We’re using it because it’s free and you don’t have to install anything. Most heavyweight CAD packages take much longer to get installed and configured, and cost in the thousands just to get started. So be warned, it’s not the best CAD out there by any means. (I like NX personally)
24
When you open or create a part, this is what you’re greeted with. 

Name / Rev control is the name of the part and where you can create new versions or save as / copy the part into a new part

Feature / Sketch Toolbar is most of what you use to create sketches, extrude, revolve, add fillets and create solid geometry in general. 

The main viewport is where all the CAD is going on. You can do all sorts of stuff in this area. 

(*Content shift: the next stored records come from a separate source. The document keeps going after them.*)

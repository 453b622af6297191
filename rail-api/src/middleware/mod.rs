pub mod auth;

pub use auth::{passenger_auth_middleware, PassengerClaims, PASSENGER_ROLE};
use axum::{
    extract::rejection::{JsonRejection, PathRejection, QueryRejection},
    http::StatusCode,
    response::{IntoResponse, Response},
    Json,
};
use rail_core::{ErrorKind, LedgerError};
use serde_json::json;

#[derive(Debug)]
pub enum AppError {
    AuthenticationError(String),
    AuthorizationError(String),
    Ledger(LedgerError),
    InternalServerError(String),
}

impl IntoResponse for AppError {
    fn into_response(self) -> Response {
        let (status, code, error_message) = match self {
            AppError::AuthenticationError(msg) => (StatusCode::UNAUTHORIZED, "UNAUTHENTICATED", msg),
            AppError::AuthorizationError(msg) => (StatusCode::FORBIDDEN, "PERMISSION_DENIED", msg),
            AppError::Ledger(err) => {
                let kind = err.kind();
                match kind {
                    ErrorKind::InvalidArgument => (StatusCode::BAD_REQUEST, kind.as_str(), err.to_string()),
                    ErrorKind::NotFound => (StatusCode::NOT_FOUND, kind.as_str(), err.to_string()),
                    ErrorKind::ResourceExhausted | ErrorKind::AlreadyExists => {
                        (StatusCode::CONFLICT, kind.as_str(), err.to_string())
                    }
                    ErrorKind::InternalInvariantViolation => {
                        // Already raised on the rail::invariant target by the service
                        (StatusCode::INTERNAL_SERVER_ERROR, kind.as_str(), "Internal consistency check failed".to_string())
                    }
                    ErrorKind::Storage => {
                        (StatusCode::SERVICE_UNAVAILABLE, kind.as_str(), "Storage unavailable".to_string())
                    }
                }
            }
            AppError::InternalServerError(msg) => {
                tracing::error!("Internal Server Error: {}", msg);
                (StatusCode::INTERNAL_SERVER_ERROR, "INTERNAL", "Internal Server Error".to_string())
            }
        };

        let body = Json(json!({
            "error": error_message,
            "code": code,
        }));

        (status, body).into_response()
    }
}

impl From<LedgerError> for AppError {
    fn from(err: LedgerError) -> Self {
        Self::Ledger(err)
    }
}

// Malformed requests are caller errors like any other invalid argument

impl From<JsonRejection> for AppError {
    fn from(rejection: JsonRejection) -> Self {
        Self::Ledger(LedgerError::InvalidArgument(rejection.body_text()))
    }
}

impl From<PathRejection> for AppError {
    fn from(rejection: PathRejection) -> Self {
        Self::Ledger(LedgerError::InvalidArgument(rejection.body_text()))
    }
}

impl From<QueryRejection> for AppError {
    fn from(rejection: QueryRejection) -> Self {
        Self::Ledger(LedgerError::InvalidArgument(rejection.body_text()))
    }
}
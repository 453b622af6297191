use async_trait::async_trait;
use chrono::{DateTime, Utc};
use rail_core::{
    Booking, BookingId, Invariant, InvariantBreach, LedgerError, LedgerRepository, LedgerResult, LedgerStats, Train,
    TrainId,
};
use rail_order::{audit_records, BookingError};
use sqlx::{PgPool, Postgres, Transaction};
use tracing::error;

/// Durable ledger store.
///
/// Each mutation is a single transaction. Bookings lock the train row before
/// any check, and ids come from a counter row locked in the same transaction,
/// so concurrent callers serialise per train and rolled-back attempts never
/// consume an id.
pub struct PostgresLedgerRepository {
    pub pool: PgPool,
}

#[derive(sqlx::FromRow)]
struct TrainRow {
    id: i64,
    name: String,
    capacity: i64,
    available_seats: i64,
    created_at: DateTime<Utc>,
}

#[derive(sqlx::FromRow)]
struct BookingRow {
    id: i64,
    passenger: String,
    train_id: i64,
    seat_number: i64,
    booked_at: DateTime<Utc>,
}

impl TryFrom<TrainRow> for Train {
    type Error = LedgerError;

    fn try_from(row: TrainRow) -> Result<Self, Self::Error> {
        Ok(Train {
            id: column_u64(row.id, "trains.id")?,
            name: row.name,
            capacity: column_u32(row.capacity, "trains.capacity")?,
            available_seats: column_u32(row.available_seats, "trains.available_seats")?,
            created_at: row.created_at,
        })
    }
}

impl TryFrom<BookingRow> for Booking {
    type Error = LedgerError;

    fn try_from(row: BookingRow) -> Result<Self, Self::Error> {
        Ok(Booking {
            id: column_u64(row.id, "bookings.id")?,
            passenger: row.passenger,
            train_id: column_u64(row.train_id, "bookings.train_id")?,
            seat_number: column_u32(row.seat_number, "bookings.seat_number")?,
            booked_at: row.booked_at,
        })
    }
}

const TRAIN_COLUMNS: &str = "id, name, capacity, available_seats, created_at";
const BOOKING_COLUMNS: &str = "id, passenger, train_id, seat_number, booked_at";

impl PostgresLedgerRepository {
    pub fn new(pool: PgPool) -> Self {
        Self { pool }
    }

    /// Take the next id from a counter, holding its row lock until commit
    async fn next_id(tx: &mut Transaction<'_, Postgres>, counter: &str) -> LedgerResult<i64> {
        let (id,): (i64,) = sqlx::query_as(
            "UPDATE ledger_counters SET next_id = next_id + 1 WHERE name = $1 RETURNING next_id - 1",
        )
        .bind(counter)
        .fetch_one(&mut **tx)
        .await
        .map_err(storage)?;

        Ok(id)
    }

    async fn load_trains(&self) -> LedgerResult<Vec<Train>> {
        let rows: Vec<TrainRow> = sqlx::query_as(&format!("SELECT {} FROM trains ORDER BY id", TRAIN_COLUMNS))
            .fetch_all(&self.pool)
            .await
            .map_err(storage)?;

        rows.into_iter().map(Train::try_from).collect()
    }

    async fn load_bookings(&self) -> LedgerResult<Vec<Booking>> {
        let rows: Vec<BookingRow> = sqlx::query_as(&format!("SELECT {} FROM bookings ORDER BY id", BOOKING_COLUMNS))
            .fetch_all(&self.pool)
            .await
            .map_err(storage)?;

        rows.into_iter().map(Booking::try_from).collect()
    }
}

#[async_trait]
impl LedgerRepository for PostgresLedgerRepository {
    async fn create_train(&self, name: &str, capacity: u32) -> LedgerResult<Train> {
        let mut tx = self.pool.begin().await.map_err(storage)?;

        let id = Self::next_id(&mut tx, "train").await?;

        let row: TrainRow = sqlx::query_as(&format!(
            "INSERT INTO trains (id, name, capacity, available_seats) VALUES ($1, $2, $3, $3) RETURNING {}",
            TRAIN_COLUMNS
        ))
        .bind(id)
        .bind(name)
        .bind(i64::from(capacity))
        .fetch_one(&mut *tx)
        .await
        .map_err(storage)?;

        tx.commit().await.map_err(storage)?;
        Train::try_from(row)
    }

    async fn book_ticket(&self, train_id: TrainId, passenger: &str) -> LedgerResult<Booking> {
        let db_train_id = i64::try_from(train_id).map_err(|_| LedgerError::train_not_found(train_id))?;

        // Dropping `tx` on any early return rolls the whole attempt back
        let mut tx = self.pool.begin().await.map_err(storage)?;

        // 1. Lock the train row; concurrent bookings on this train queue here
        let seats: Option<(i64, i64)> = sqlx::query_as(
            "SELECT capacity, available_seats FROM trains WHERE id = $1 FOR UPDATE",
        )
        .bind(db_train_id)
        .fetch_optional(&mut *tx)
        .await
        .map_err(storage)?;

        let (capacity, available) = seats.ok_or(BookingError::TrainNotFound(train_id))?;

        // 2. Capacity
        if available <= 0 {
            return Err(BookingError::NoAvailableSeats(train_id).into());
        }

        // 3. One booking per passenger per train
        let existing: Option<(i64,)> = sqlx::query_as(
            "SELECT booking_id FROM passenger_bookings WHERE passenger = $1 AND train_id = $2",
        )
        .bind(passenger)
        .bind(db_train_id)
        .fetch_optional(&mut *tx)
        .await
        .map_err(storage)?;

        if existing.is_some() {
            return Err(BookingError::DuplicateBooking {
                passenger: passenger.to_string(),
                train_id,
            }
            .into());
        }

        let seat_number = available;
        if seat_number <= 0 || seat_number > capacity {
            return Err(BookingError::InvariantViolation(format!(
                "seat {} outside 1..={} on train {}",
                seat_number, capacity, train_id
            ))
            .into());
        }

        sqlx::query("UPDATE trains SET available_seats = available_seats - 1 WHERE id = $1")
            .bind(db_train_id)
            .execute(&mut *tx)
            .await
            .map_err(storage)?;

        let booking_id = Self::next_id(&mut tx, "booking").await?;

        let row: BookingRow = sqlx::query_as(&format!(
            "INSERT INTO bookings (id, passenger, train_id, seat_number) VALUES ($1, $2, $3, $4) RETURNING {}",
            BOOKING_COLUMNS
        ))
        .bind(booking_id)
        .bind(passenger)
        .bind(db_train_id)
        .bind(seat_number)
        .fetch_one(&mut *tx)
        .await
        .map_err(storage)?;

        sqlx::query("INSERT INTO passenger_bookings (passenger, train_id, booking_id) VALUES ($1, $2, $3)")
            .bind(passenger)
            .bind(db_train_id)
            .bind(booking_id)
            .execute(&mut *tx)
            .await
            .map_err(storage)?;

        tx.commit().await.map_err(storage)?;
        Booking::try_from(row)
    }

    async fn get_train(&self, train_id: TrainId) -> LedgerResult<Train> {
        let Ok(db_id) = i64::try_from(train_id) else {
            return Err(LedgerError::train_not_found(train_id));
        };

        let row: Option<TrainRow> = sqlx::query_as(&format!("SELECT {} FROM trains WHERE id = $1", TRAIN_COLUMNS))
            .bind(db_id)
            .fetch_optional(&self.pool)
            .await
            .map_err(storage)?;

        row.ok_or_else(|| LedgerError::train_not_found(train_id))
            .and_then(Train::try_from)
    }

    async fn get_booking(&self, booking_id: BookingId) -> LedgerResult<Booking> {
        let Ok(db_id) = i64::try_from(booking_id) else {
            return Err(LedgerError::booking_not_found(booking_id));
        };

        let row: Option<BookingRow> = sqlx::query_as(&format!("SELECT {} FROM bookings WHERE id = $1", BOOKING_COLUMNS))
            .bind(db_id)
            .fetch_optional(&self.pool)
            .await
            .map_err(storage)?;

        row.ok_or_else(|| LedgerError::booking_not_found(booking_id))
            .and_then(Booking::try_from)
    }

    async fn list_trains(&self) -> LedgerResult<Vec<Train>> {
        self.load_trains().await
    }

    async fn list_passenger_bookings(&self, passenger: &str) -> LedgerResult<Vec<Booking>> {
        let rows: Vec<BookingRow> = sqlx::query_as(&format!(
            "SELECT {} FROM bookings WHERE passenger = $1 ORDER BY id",
            BOOKING_COLUMNS
        ))
        .bind(passenger)
        .fetch_all(&self.pool)
        .await
        .map_err(storage)?;

        rows.into_iter().map(Booking::try_from).collect()
    }

    async fn stats(&self) -> LedgerResult<LedgerStats> {
        let (trains, bookings): (i64, i64) = sqlx::query_as(
            "SELECT (SELECT COUNT(*) FROM trains), (SELECT COUNT(*) FROM bookings)",
        )
        .fetch_one(&self.pool)
        .await
        .map_err(storage)?;

        Ok(LedgerStats {
            train_count: column_u64(trains, "count(trains)")?,
            booking_count: column_u64(bookings, "count(bookings)")?,
        })
    }

    async fn audit(&self) -> LedgerResult<Vec<InvariantBreach>> {
        // REPEATABLE READ so both tables come from the same snapshot
        let mut tx = self.pool.begin().await.map_err(storage)?;
        sqlx::query("SET TRANSACTION ISOLATION LEVEL REPEATABLE READ READ ONLY")
            .execute(&mut *tx)
            .await
            .map_err(storage)?;

        let train_rows: Vec<TrainRow> = sqlx::query_as(&format!("SELECT {} FROM trains ORDER BY id", TRAIN_COLUMNS))
            .fetch_all(&mut *tx)
            .await
            .map_err(storage)?;
        let booking_rows: Vec<BookingRow> = sqlx::query_as(&format!("SELECT {} FROM bookings ORDER BY id", BOOKING_COLUMNS))
            .fetch_all(&mut *tx)
            .await
            .map_err(storage)?;
        let (unindexed,): (i64,) = sqlx::query_as(
            "SELECT COUNT(*) FROM bookings b \
             LEFT JOIN passenger_bookings p ON p.booking_id = b.id \
             WHERE p.booking_id IS NULL OR p.passenger <> b.passenger OR p.train_id <> b.train_id",
        )
        .fetch_one(&mut *tx)
        .await
        .map_err(storage)?;

        tx.commit().await.map_err(storage)?;

        let trains = train_rows.into_iter().map(Train::try_from).collect::<LedgerResult<Vec<_>>>()?;
        let bookings = booking_rows.into_iter().map(Booking::try_from).collect::<LedgerResult<Vec<_>>>()?;

        let mut breaches = audit_records(&trains, &bookings);
        if unindexed > 0 {
            breaches.push(InvariantBreach::new(
                Invariant::PassengerUniqueness,
                format!("{} bookings missing from the passenger index", unindexed),
            ));
        }

        Ok(breaches)
    }
}

fn storage(err: sqlx::Error) -> LedgerError {
    error!("Database error: {}", err);
    LedgerError::Storage(err.to_string())
}

fn column_u64(value: i64, column: &str) -> LedgerResult<u64> {
    u64::try_from(value).map_err(|_| LedgerError::Storage(format!("{} holds out-of-range value {}", column, value)))
}

fn column_u32(value: i64, column: &str) -> LedgerResult<u32> {
    u32::try_from(value).map_err(|_| LedgerError::Storage(format!("{} holds out-of-range value {}", column, value)))
}

#[cfg(test)]
mod tests {
    use super::*;
    use crate::database::DbClient;
    use rail_core::ErrorKind;

    #[test]
    fn test_row_conversion_rejects_negative_columns() {
        let row = TrainRow {
            id: 1,
            name: "Express 101".to_string(),
            capacity: 3,
            available_seats: -1,
            created_at: Utc::now(),
        };

        let err = Train::try_from(row).unwrap_err();
        assert_eq!(err.kind(), ErrorKind::Storage);
    }

    #[test]
    fn test_row_conversion() {
        let row = BookingRow {
            id: 4,
            passenger: "alice".to_string(),
            train_id: 2,
            seat_number: 7,
            booked_at: Utc::now(),
        };

        let booking = Booking::try_from(row).unwrap();
        assert_eq!((booking.id, booking.train_id, booking.seat_number), (4, 2, 7));
    }

    /// Needs a scratch database: DATABASE_URL=postgres://... cargo test -- --ignored
    #[tokio::test]
    #[ignore]
    async fn test_postgres_reservation_walkthrough() {
        let url = std::env::var("DATABASE_URL").expect("DATABASE_URL not set");
        let db = DbClient::new(&url, 5).await.unwrap();
        db.migrate().await.unwrap();

        let repo = PostgresLedgerRepository::new(db.pool.clone());
        let train = repo.create_train("Express 101", 2).await.unwrap();

        let first = repo.book_ticket(train.id, "alice").await.unwrap();
        assert_eq!(first.seat_number, 2);
        assert_eq!(repo.book_ticket(train.id, "alice").await.unwrap_err().kind(), ErrorKind::AlreadyExists);

        repo.book_ticket(train.id, "bob").await.unwrap();
        assert_eq!(repo.book_ticket(train.id, "carol").await.unwrap_err().kind(), ErrorKind::ResourceExhausted);
        assert_eq!(repo.get_train(train.id).await.unwrap().available_seats, 0);
        assert!(repo.audit().await.unwrap().is_empty());
    }
}
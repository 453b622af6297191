use serde::{Deserialize, Serialize};

#[derive(Debug, Serialize, Deserialize, Clone, PartialEq, Eq)]
pub struct TrainCreatedEvent {
    pub train_id: u64,
    pub name: String,
    pub capacity: u32,
    pub timestamp: i64,
}

#[derive(Debug, Serialize, Deserialize, Clone, PartialEq, Eq)]
pub struct TicketBookedEvent {
    pub booking_id: u64,
    pub passenger: String,
    pub train_id: u64,
    pub seat_number: u32,
    pub timestamp: i64,
}

/// Notification envelope published after a committed state change
#[derive(Debug, Serialize, Deserialize, Clone, PartialEq, Eq)]
#[serde(tag = "type", rename_all = "SCREAMING_SNAKE_CASE")]
pub enum LedgerEvent {
    TrainCreated(TrainCreatedEvent),
    TicketBooked(TicketBookedEvent),
}

impl LedgerEvent {
    /// Topic the event is routed to on the message bus
    pub fn topic(&self) -> &'static str {
        match self {
            LedgerEvent::TrainCreated(_) => "train.created",
            LedgerEvent::TicketBooked(_) => "ticket.booked",
        }
    }

    /// Partition key. Events are published in commit order, so one train's
    /// events stay ordered within its partition.
    pub fn key(&self) -> String {
        match self {
            LedgerEvent::TrainCreated(e) => e.train_id.to_string(),
            LedgerEvent::TicketBooked(e) => e.train_id.to_string(),
        }
    }

    pub fn train_id(&self) -> u64 {
        match self {
            LedgerEvent::TrainCreated(e) => e.train_id,
            LedgerEvent::TicketBooked(e) => e.train_id,
        }
    }
}

#[cfg(test)]
mod tests {
    use super::*;

    #[test]
    fn test_event_wire_format() {
        let event = LedgerEvent::TicketBooked(TicketBookedEvent {
            booking_id: 1,
            passenger: "alice".to_string(),
            train_id: 7,
            seat_number: 3,
            timestamp: 0,
        });

        let json = serde_json::to_value(&event).unwrap();
        assert_eq!(json["type"], "TICKET_BOOKED");
        assert_eq!(json["seat_number"], 3);
        assert_eq!(event.topic(), "ticket.booked");
        assert_eq!(event.key(), "7");
    }
}
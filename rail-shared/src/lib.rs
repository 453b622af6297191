pub mod models;

pub use models::events::{LedgerEvent, TicketBookedEvent, TrainCreatedEvent};
use std::sync::Arc;
use rail_order::ReservationService;
use rail_store::EventProducer;

#[derive(Clone)]
pub struct AuthConfig {
    pub secret: String,
    pub expiration: u64,
    /// Whether callers may pick their own passenger name at login
    pub allow_named_login: bool,
}

#[derive(Clone)]
pub struct AppState {
    pub ledger: Arc<ReservationService>,
    pub events: EventProducer,
    pub auth: AuthConfig,
}
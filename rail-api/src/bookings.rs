use axum::{
    extract::State,
    middleware,
    routing::get,
    Extension, Json, Router,
};
use rail_core::{Booking, BookingId, TrainId};
use serde::{Deserialize, Serialize};

use crate::error::AppError;
use crate::extract::ApiPath;
use crate::middleware::{passenger_auth_middleware, PassengerClaims};
use crate::state::AppState;

#[derive(Debug, Serialize, Deserialize)]
pub struct BookingResponse {
    pub booking_id: BookingId,
    pub passenger: String,
    pub train_id: TrainId,
    pub seat_number: u32,
}

#[derive(Debug, Serialize, Deserialize)]
pub struct PassengerBookingResponse {
    pub booking_id: BookingId,
    pub train_id: TrainId,
    pub seat_number: u32,
    pub booked_at: chrono::DateTime<chrono::Utc>,
}

impl From<Booking> for PassengerBookingResponse {
    fn from(booking: Booking) -> Self {
        Self {
            booking_id: booking.id,
            train_id: booking.train_id,
            seat_number: booking.seat_number,
            booked_at: booking.booked_at,
        }
    }
}

pub fn routes(state: AppState) -> Router<AppState> {
    let protected = Router::new()
        .route("/v1/bookings", get(list_my_bookings))
        .route_layer(middleware::from_fn_with_state(state, passenger_auth_middleware));

    Router::new()
        .route("/v1/bookings/{id}", get(get_booking_details))
        .merge(protected)
}

/// GET /v1/bookings/{id}
async fn get_booking_details(
    State(state): State<AppState>,
    ApiPath(booking_id): ApiPath<BookingId>,
) -> Result<Json<BookingResponse>, AppError> {
    let details = state.ledger.get_booking_details(booking_id).await?;

    Ok(Json(BookingResponse {
        booking_id,
        passenger: details.passenger,
        train_id: details.train_id,
        seat_number: details.seat_number,
    }))
}

/// GET /v1/bookings
/// Bookings held by the authenticated passenger
async fn list_my_bookings(
    State(state): State<AppState>,
    Extension(claims): Extension<PassengerClaims>,
) -> Result<Json<Vec<PassengerBookingResponse>>, AppError> {
    let bookings = state.ledger.passenger_bookings(&claims.sub).await?;
    Ok(Json(bookings.into_iter().map(PassengerBookingResponse::from).collect()))
}
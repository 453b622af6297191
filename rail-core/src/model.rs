use chrono::{DateTime, Utc};
use serde::{Deserialize, Serialize};
use std::fmt;

pub type TrainId = u64;
pub type BookingId = u64;

/// A capacity-bounded train
#[derive(Debug, Clone, Serialize, Deserialize, PartialEq, Eq)]
pub struct Train {
    pub id: TrainId,
    pub name: String,
    pub capacity: u32,
    pub available_seats: u32,
    pub created_at: DateTime<Utc>,
}

impl Train {
    pub fn new(id: TrainId, name: String, capacity: u32) -> Self {
        Self {
            id,
            name,
            capacity,
            available_seats: capacity,
            created_at: Utc::now(),
        }
    }

    pub fn booked_seats(&self) -> u32 {
        self.capacity.saturating_sub(self.available_seats)
    }

    pub fn is_sold_out(&self) -> bool {
        self.available_seats == 0
    }
}

/// An immutable seat assignment for one passenger on one train
#[derive(Debug, Clone, Serialize, Deserialize, PartialEq, Eq)]
pub struct Booking {
    pub id: BookingId,
    pub passenger: String,
    pub train_id: TrainId,
    pub seat_number: u32,
    pub booked_at: DateTime<Utc>,
}

impl Booking {
    pub fn new(id: BookingId, passenger: String, train_id: TrainId, seat_number: u32) -> Self {
        Self {
            id,
            passenger,
            train_id,
            seat_number,
            booked_at: Utc::now(),
        }
    }
}

#[derive(Debug, Clone, Serialize, Deserialize, PartialEq, Eq)]
pub struct BookingDetails {
    pub passenger: String,
    pub train_id: TrainId,
    pub seat_number: u32,
}

impl From<&Booking> for BookingDetails {
    fn from(booking: &Booking) -> Self {
        Self {
            passenger: booking.passenger.clone(),
            train_id: booking.train_id,
            seat_number: booking.seat_number,
        }
    }
}

#[derive(Debug, Clone, Copy, Serialize, Deserialize, PartialEq, Eq, Default)]
pub struct LedgerStats {
    pub train_count: u64,
    pub booking_count: u64,
}

/// Ledger-wide invariants checked by an audit
#[derive(Debug, Clone, Copy, Serialize, Deserialize, PartialEq, Eq, Hash)]
#[serde(rename_all = "SCREAMING_SNAKE_CASE")]
pub enum Invariant {
    TrainReference,
    SeatAccounting,
    PassengerUniqueness,
    SeatRange,
    DenseIds,
}

impl fmt::Display for Invariant {
    fn fmt(&self, f: &mut fmt::Formatter<'_>) -> fmt::Result {
        let name = match self {
            Invariant::TrainReference => "train-reference",
            Invariant::SeatAccounting => "seat-accounting",
            Invariant::PassengerUniqueness => "passenger-uniqueness",
            Invariant::SeatRange => "seat-range",
            Invariant::DenseIds => "dense-ids",
        };
        f.write_str(name)
    }
}

#[derive(Debug, Clone, Serialize, Deserialize, PartialEq, Eq)]
pub struct InvariantBreach {
    pub invariant: Invariant,
    pub detail: String,
}

impl InvariantBreach {
    pub fn new(invariant: Invariant, detail: impl Into<String>) -> Self {
        Self {
            invariant,
            detail: detail.into(),
        }
    }
}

View control lets you move the model around in space. (you can also do this with the mouse / keyboard shortcuts, in the next slide). 

Help - Where you go to search for features, get tutorials on how to use onshape, and ask for new features if the one you need doesn’t exist yet. 

Feature History - a historic record of each feature you’ve created. You can roll back to earlier features and change / add things, then roll to the end to see how it impacts downstream features. Or you can just directly edit most features and sketches by double clicking them. The filter by name or type lets you filter to just the features you’re interested in. and the eyeball (hover to the right of a feature) indicates whether or not the feature is hidden (click to hide  / unhide)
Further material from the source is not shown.